I am trying to bulk index from MS-SQL data to ES (5.6.3). The SQL query in SSMS gives 16284 as total count but after getting indexed, Kibana gets the total count as 15768.However the stats in API gets shows both count in two differnt places. Please see below and let me what is the issue and how do I get the data count correctly in Kibana?

Also read some template mapping before indexing, still didnt help.

https://discuss.elastic.co/t/bulk-index-cannot-change-type-for-index-with-more-than-one-shard/68560

{
"_shards": {
"total": 10,
"successful": 5,
"failed": 0
},
"_all": {
"primaries": {
"docs": {
"count":15768,
"deleted": 0
},
"store": {
"size_in_bytes": 69894322,
"throttle_time_in_millis": 0
},
"indexing": {
"index_total": 16284,
"index_time_in_millis": 28164,
"index_current": 0,
"index_failed": 0,
"delete_total": 0,
"delete_time_in_millis": 0,
"delete_current": 0,
"noop_update_total": 0,
"is_throttled": false,
"throttle_time_in_millis": 0
},

Strange. I’d say that may be some documents have been rejected or some documents are actually updates (using the same id)?

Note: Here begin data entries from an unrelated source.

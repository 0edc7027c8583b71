//! Stats command - store statistics.

use anyhow::Result;
use clap::Args;
use console::{Style, style};

use ctxvault_types::{ContextType, StatsFilter};

use super::{Context, print_json};

/// Arguments for the stats command.
#[derive(Args, Debug)]
pub struct StatsArgs {
    /// Only count entries of this project
    #[arg(short, long)]
    pub project: Option<String>,

    /// Only count entries of this type
    #[arg(short = 't', long = "type")]
    pub context_type: Option<ContextType>,
}

/// Run the stats command.
pub async fn run(args: StatsArgs, ctx: &Context) -> Result<()> {
    let filter = StatsFilter {
        project_path: args.project,
        context_type: args.context_type,
    };
    let filter = (filter != StatsFilter::default()).then_some(filter);

    let db = ctx.open_database().await?;
    let result = db.get_stats(filter.as_ref()).await;
    db.shutdown().await?;
    let stats = result?;

    if ctx.json_output {
        return print_json(&stats);
    }

    let dim = Style::new().dim();
    println!();
    println!("{}", style("Store Statistics").bold());
    println!("{}", dim.apply_to("─".repeat(40)));
    println!();
    println!("  {} {}", dim.apply_to("Backend:"), stats.adapter);
    println!("  {} {}", dim.apply_to("Contexts:"), stats.total_contexts);
    println!("  {} {}", dim.apply_to("Agents:"), stats.total_agents);
    if let Some(bytes) = stats.storage_size_bytes {
        println!("  {} {} bytes", dim.apply_to("Size:"), bytes);
    }
    if let Some(last_sync) = stats.last_sync {
        println!("  {} {}", dim.apply_to("Last sync:"), last_sync.to_rfc3339());
    }

    if !stats.by_type.is_empty() {
        println!();
        println!("  {}", style("By type").bold());
        for (name, count) in &stats.by_type {
            println!("    {:<14} {}", name, count);
        }
    }
    if !stats.by_project.is_empty() {
        println!();
        println!("  {}", style("By project").bold());
        for (project, count) in &stats.by_project {
            println!("    {:<40} {}", project, count);
        }
    }
    println!();
    Ok(())
}
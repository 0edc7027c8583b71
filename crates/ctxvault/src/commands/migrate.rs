//! Migrate command - one-time import of a legacy contexts.json store.

use std::path::PathBuf;

use anyhow::Result;
use clap::Args;
use console::Style;
use serde_json::json;

use ctxvault_config::MIGRATION_MARKER_FILE;
use ctxvault_storage::{LegacyMigrator, MigrationOutcome};

use super::{Context, print_json};

/// Arguments for the migrate command.
#[derive(Args, Debug)]
pub struct MigrateArgs {
    /// Legacy store to read
    #[arg(long)]
    pub legacy: PathBuf,

    /// Completion marker (default: beside the active store)
    #[arg(long)]
    pub marker: Option<PathBuf>,

    /// Exit with an error if any record failed to migrate
    #[arg(long)]
    pub strict: bool,
}

/// Run the migrate command.
pub async fn run(args: MigrateArgs, ctx: &Context) -> Result<()> {
    let db = ctx.open_database().await?;

    let marker = args.marker.unwrap_or_else(|| {
        db.storage_paths()
            .first()
            .and_then(|path| path.parent())
            .unwrap_or(&ctx.data_dir)
            .join(MIGRATION_MARKER_FILE)
    });
    let migrator = LegacyMigrator::new(&args.legacy, marker);

    let result = db.migrate(&migrator).await;
    db.shutdown().await?;
    let outcome = result?;

    let green = Style::new().green();
    let dim = Style::new().dim();
    match &outcome {
        MigrationOutcome::AlreadyCompleted if ctx.json_output => {
            print_json(&json!({ "status": "already-completed" }))?;
        }
        MigrationOutcome::AlreadyCompleted => {
            println!(
                "{} Migration already completed {}",
                green.apply_to("✓"),
                dim.apply_to(format!("(marker: {})", migrator.marker_path().display()))
            );
        }
        MigrationOutcome::NoLegacyData if ctx.json_output => {
            print_json(&json!({ "status": "no-legacy-data" }))?;
        }
        MigrationOutcome::NoLegacyData => {
            println!(
                "{} No legacy store at {}",
                green.apply_to("✓"),
                args.legacy.display()
            );
        }
        MigrationOutcome::Migrated(report) if ctx.json_output => {
            print_json(&json!({ "status": "migrated", "report": report }))?;
        }
        MigrationOutcome::Migrated(report) => {
            println!(
                "{} Migrated {} contexts and {} agents {}",
                green.apply_to("✓"),
                report.contexts_migrated,
                report.agents_migrated,
                dim.apply_to(format!(
                    "({} skipped, {} failed)",
                    report.skipped, report.failed
                ))
            );
            if let Some(backup) = &report.backup_path {
                println!("  {} {}", dim.apply_to("Backup:"), backup.display());
            }
        }
    }

    if let (true, MigrationOutcome::Migrated(report)) = (args.strict, &outcome) {
        report.ensure_complete()?;
    }
    Ok(())
}
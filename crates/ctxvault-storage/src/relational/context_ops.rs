//! Context CRUD, filtered listing and grouped counts.

use std::collections::BTreeMap;

use rusqlite::{Connection, OptionalExtension, Row, ToSql, params};
use tracing::debug;

use ctxvault_types::{
    BackendKind, ContextEntry, ContextPatch, ContextType, DatabaseStats, SearchOptions,
    StatsFilter,
};

use crate::error::{Result, StorageError};

use super::{decode_timestamp, encode_timestamp};

const CONTEXT_COLUMNS: &str = "id, project_path, type, content, timestamp, importance, tags";

/// Insert a fully materialized entry.
pub fn insert_context(conn: &Connection, entry: &ContextEntry) -> Result<()> {
    let tags_json = serde_json::to_string(&entry.tags)?;

    conn.execute(
        r#"
        INSERT INTO contexts (id, project_path, type, content, timestamp, importance, tags)
        VALUES (?1, ?2, ?3, ?4, ?5, ?6, ?7)
        "#,
        params![
            entry.id,
            entry.project_path,
            entry.context_type.as_str(),
            entry.content,
            encode_timestamp(&entry.timestamp),
            entry.importance,
            tags_json,
        ],
    )?;

    debug!("Inserted context {}", entry.id);
    Ok(())
}

pub fn context_exists(conn: &Connection, id: &str) -> Result<bool> {
    let found = conn
        .query_row("SELECT 1 FROM contexts WHERE id = ?1", params![id], |row| {
            row.get::<_, i64>(0)
        })
        .optional()?;
    Ok(found.is_some())
}

pub fn get_context(conn: &Connection, id: &str) -> Result<Option<ContextEntry>> {
    let sql = format!("SELECT {CONTEXT_COLUMNS} FROM contexts WHERE id = ?1");
    let mut stmt = conn.prepare(&sql)?;
    let mut rows = stmt.query(params![id])?;

    match rows.next()? {
        Some(row) => Ok(Some(row_to_context(row)?)),
        None => Ok(None),
    }
}

/// Filtered entries ordered newest first, with `LIMIT`/`OFFSET` applied last.
pub fn list_contexts(conn: &Connection, options: &SearchOptions) -> Result<Vec<ContextEntry>> {
    let (where_clause, mut values) = filter_clause(options);
    let sql = format!(
        "SELECT {CONTEXT_COLUMNS} FROM contexts{where_clause} \
         ORDER BY timestamp DESC, id DESC LIMIT ? OFFSET ?"
    );
    // SQLite treats a negative limit as "no limit".
    values.push(Box::new(options.limit.map(|l| l as i64).unwrap_or(-1)));
    values.push(Box::new(options.offset as i64));

    let mut stmt = conn.prepare(&sql)?;
    let params_refs: Vec<&dyn ToSql> = values.iter().map(|b| b.as_ref()).collect();
    let mut rows = stmt.query(params_refs.as_slice())?;

    let mut entries = Vec::new();
    while let Some(row) = rows.next()? {
        entries.push(row_to_context(row)?);
    }
    Ok(entries)
}

/// Apply the supplied fields of `patch`. Unset fields are never written.
pub fn update_context(conn: &Connection, id: &str, patch: &ContextPatch) -> Result<()> {
    let mut sets: Vec<&str> = Vec::new();
    let mut values: Vec<Box<dyn ToSql>> = Vec::new();

    if let Some(project_path) = &patch.project_path {
        sets.push("project_path = ?");
        values.push(Box::new(project_path.clone()));
    }
    if let Some(context_type) = patch.context_type {
        sets.push("type = ?");
        values.push(Box::new(context_type.as_str()));
    }
    if let Some(content) = &patch.content {
        sets.push("content = ?");
        values.push(Box::new(content.clone()));
    }
    if let Some(importance) = patch.importance {
        sets.push("importance = ?");
        values.push(Box::new(importance));
    }
    if let Some(tags) = &patch.tags {
        sets.push("tags = ?");
        values.push(Box::new(serde_json::to_string(tags)?));
    }

    if sets.is_empty() {
        return if context_exists(conn, id)? {
            Ok(())
        } else {
            Err(StorageError::context_not_found(id))
        };
    }

    let sql = format!("UPDATE contexts SET {} WHERE id = ?", sets.join(", "));
    values.push(Box::new(id.to_string()));

    let params_refs: Vec<&dyn ToSql> = values.iter().map(|b| b.as_ref()).collect();
    let updated = conn.execute(&sql, params_refs.as_slice())?;

    if updated == 0 {
        return Err(StorageError::context_not_found(id));
    }
    debug!("Updated context {} ({} fields)", id, sets.len());
    Ok(())
}

pub fn delete_context(conn: &Connection, id: &str) -> Result<()> {
    let deleted = conn.execute("DELETE FROM contexts WHERE id = ?1", params![id])?;
    if deleted == 0 {
        return Err(StorageError::context_not_found(id));
    }
    debug!("Deleted context {}", id);
    Ok(())
}

/// Context counts: one `GROUP BY` per dimension.
pub fn context_stats(
    conn: &Connection,
    adapter: BackendKind,
    filter: Option<&StatsFilter>,
    total_agents: usize,
) -> Result<DatabaseStats> {
    let options = SearchOptions {
        project_path: filter.and_then(|f| f.project_path.clone()),
        context_type: filter.and_then(|f| f.context_type),
        ..SearchOptions::default()
    };

    let by_type = grouped_counts(conn, "type", &options)?;
    let by_project = grouped_counts(conn, "project_path", &options)?;
    let total_contexts = by_type.values().sum();

    Ok(DatabaseStats {
        total_contexts,
        total_agents,
        by_type,
        by_project,
        storage_size_bytes: None,
        last_sync: None,
        adapter,
    })
}

fn grouped_counts(
    conn: &Connection,
    column: &'static str,
    options: &SearchOptions,
) -> Result<BTreeMap<String, usize>> {
    let (where_clause, values) = filter_clause(options);
    let sql = format!("SELECT {column}, COUNT(*) FROM contexts{where_clause} GROUP BY {column}");

    let mut stmt = conn.prepare(&sql)?;
    let params_refs: Vec<&dyn ToSql> = values.iter().map(|b| b.as_ref()).collect();
    let mut rows = stmt.query(params_refs.as_slice())?;

    let mut counts = BTreeMap::new();
    while let Some(row) = rows.next()? {
        let key: String = row.get(0)?;
        let count: i64 = row.get(1)?;
        counts.insert(key, count as usize);
    }
    Ok(counts)
}

/// `AND`-joined predicates for every populated filter, with bound values.
fn filter_clause(options: &SearchOptions) -> (String, Vec<Box<dyn ToSql>>) {
    let mut clauses: Vec<String> = Vec::new();
    let mut values: Vec<Box<dyn ToSql>> = Vec::new();

    if let Some(project_path) = &options.project_path {
        clauses.push("project_path = ?".to_string());
        values.push(Box::new(project_path.clone()));
    }
    if let Some(context_type) = options.context_type {
        clauses.push("type = ?".to_string());
        values.push(Box::new(context_type.as_str()));
    }
    if let Some(floor) = options.min_importance {
        clauses.push("importance >= ?".to_string());
        values.push(Box::new(floor));
    }
    if !options.tags.is_empty() {
        let placeholders = vec!["?"; options.tags.len()].join(", ");
        clauses.push(format!(
            "EXISTS (SELECT 1 FROM json_each(contexts.tags) WHERE json_each.value IN ({placeholders}))"
        ));
        for tag in &options.tags {
            values.push(Box::new(tag.clone()));
        }
    }
    if let Some(query) = options.effective_query() {
        let pattern = like_pattern(query);
        clauses.push(
            "(content LIKE ? ESCAPE '\\' OR EXISTS (SELECT 1 FROM json_each(contexts.tags) \
             WHERE json_each.value LIKE ? ESCAPE '\\'))"
                .to_string(),
        );
        values.push(Box::new(pattern.clone()));
        values.push(Box::new(pattern));
    }

    if clauses.is_empty() {
        (String::new(), values)
    } else {
        (format!(" WHERE {}", clauses.join(" AND ")), values)
    }
}

/// `%query%` with LIKE wildcards in `query` escaped.
fn like_pattern(query: &str) -> String {
    let mut pattern = String::with_capacity(query.len() + 2);
    pattern.push('%');
    for ch in query.chars() {
        if matches!(ch, '%' | '_' | '\\') {
            pattern.push('\\');
        }
        pattern.push(ch);
    }
    pattern.push('%');
    pattern
}

fn row_to_context(row: &Row<'_>) -> Result<ContextEntry> {
    let id: String = row.get(0)?;
    let type_str: String = row.get(2)?;
    let timestamp_str: String = row.get(4)?;
    let importance: i64 = row.get(5)?;
    let tags_json: String = row.get(6)?;

    let context_type: ContextType = type_str.parse()?;
    let importance = u8::try_from(importance).map_err(|_| {
        StorageError::InvalidData(format!("context {id} has importance {importance}"))
    })?;

    Ok(ContextEntry {
        project_path: row.get(1)?,
        context_type,
        content: row.get(3)?,
        timestamp: decode_timestamp(&timestamp_str)?,
        importance,
        tags: serde_json::from_str(&tags_json)?,
        id,
    })
}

Thanks for the reply. Something weird I noticed. With document_id matched with a column in my SQL table, the count is mismatching, whereas if I leave it to ES with its own uuid, the count matches. I have attached the LS file here for your reference. Also i verified the mtxnid is a PK on the sql side, so there couldnt be a duplicate value.

input {
    jdbc {
        jdbc_connection_string => "jdbc:sqlserver://xxxx:1111;databaseName=udsihfuid"
        jdbc_user => "user"
	    jdbc_password => "passwd"
        jdbc_validate_connection => true
        jdbc_driver_library => "c:/users/downloads/sqljdbc4.jar"
        jdbc_driver_class => "com.microsoft.sqlserver.jdbc.SQLServerDriver"
        statement_filepath => "C:\ELK\5.6.3\logstash-5.6.3\config\jdbc_query7"
	#jdbc_page_size => 1000
    }
}
output {
    elasticsearch {
	hosts => "esserver:9200"
        index => "txns_qa_sample1"
        document_id => "%{mtxnid}"
    }

    stdout {
	codec => dots {}
    }

}

The query file is
SELECT Txn.TransactionID mtxnid FROM Transactions Txn INNER JOIN table1 (nolock) ON table1.TransactionID= Txn.TransactionID INNER JOIN table2 (nolock) ON table2.TransactionID = Txn.TransactionID

Also i verified the mtxnid is a PK on the sql side, so there couldnt be a duplicate value.

I think you need to double-check what your actual query is returning:

SELECT Txn.TransactionID mtxnid FROM Transactions Txn INNER JOIN table1 (nolock) ON table1.TransactionID= Txn.TransactionID INNER JOIN table2 (nolock) ON table2.TransactionID = Txn.TransactionID

This topic was automatically closed 28 days after the last reply. New replies are no longer allowed.